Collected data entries
[Start of Attachment]

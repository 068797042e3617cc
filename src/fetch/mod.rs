// src/fetch/mod.rs
// =============================================================================
// This module is the crawler's only door to the network.
//
// Everything that needs bytes from the web (robots.txt, pages, stylesheets,
// images) goes through the `Fetch` trait. The real implementation lives in
// http.rs and uses reqwest; tests plug in a fake one that serves canned
// responses and counts how often each URL was requested.
//
// Rust concepts:
// - Traits: A shared interface that different types can implement
// - Trait objects (dyn Fetch): Pick the implementation at runtime
// - Streams: Async iterators, used here for response bodies
// =============================================================================

mod http;
#[cfg(test)]
pub mod mock;

pub use http::HttpFetcher;

use anyhow::{bail, Context, Result};
use async_trait::async_trait;
use bytes::Bytes;
use futures::stream::{BoxStream, StreamExt};
use url::Url;

/// A response body, delivered chunk by chunk.
pub type BodyStream = BoxStream<'static, Result<Bytes>>;

/// Something that can perform an HTTP GET.
#[async_trait]
pub trait Fetch: Send + Sync {
    async fn get(&self, url: &Url) -> Result<FetchResponse>;
}

/// Status line, content type and (unread) body of a GET.
pub struct FetchResponse {
    pub status: u16,
    /// Lowercased `Content-Type` header, if the server sent one
    pub content_type: Option<String>,
    pub body: BodyStream,
}

impl FetchResponse {
    pub fn is_success(&self) -> bool {
        (200..300).contains(&self.status)
    }

    /// Turns 4xx/5xx into an error, like reqwest's `error_for_status`.
    pub fn error_for_status(self) -> Result<Self> {
        if !self.is_success() {
            bail!("HTTP {}", self.status);
        }
        Ok(self)
    }

    /// True when the server says this is an image (`image/...`).
    pub fn is_image(&self) -> bool {
        self.content_type
            .as_deref()
            .map(|ct| ct.trim_start().starts_with("image/"))
            .unwrap_or(false)
    }

    /// Reads the whole body and decodes it as (lossy) UTF-8.
    pub async fn text(mut self) -> Result<String> {
        let mut buf = Vec::new();
        while let Some(chunk) = self.body.next().await {
            buf.extend_from_slice(&chunk.context("Failed to read response body")?);
        }
        Ok(String::from_utf8_lossy(&buf).into_owned())
    }
}

/// GETs `url` and returns its body as text. Non-2xx statuses are errors.
pub async fn fetch_text(fetcher: &dyn Fetch, url: &Url) -> Result<String> {
    fetcher.get(url).await?.error_for_status()?.text().await
}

[End of Attachment]

--- EXERCISE REQUIREMENTS ---
All lines above with the word "FetchResponse" need to be reported.

--- TASK ANSWER ---
    async fn get(&self, url: &Url) -> Result<FetchResponse>;
pub struct FetchResponse {
impl FetchResponse {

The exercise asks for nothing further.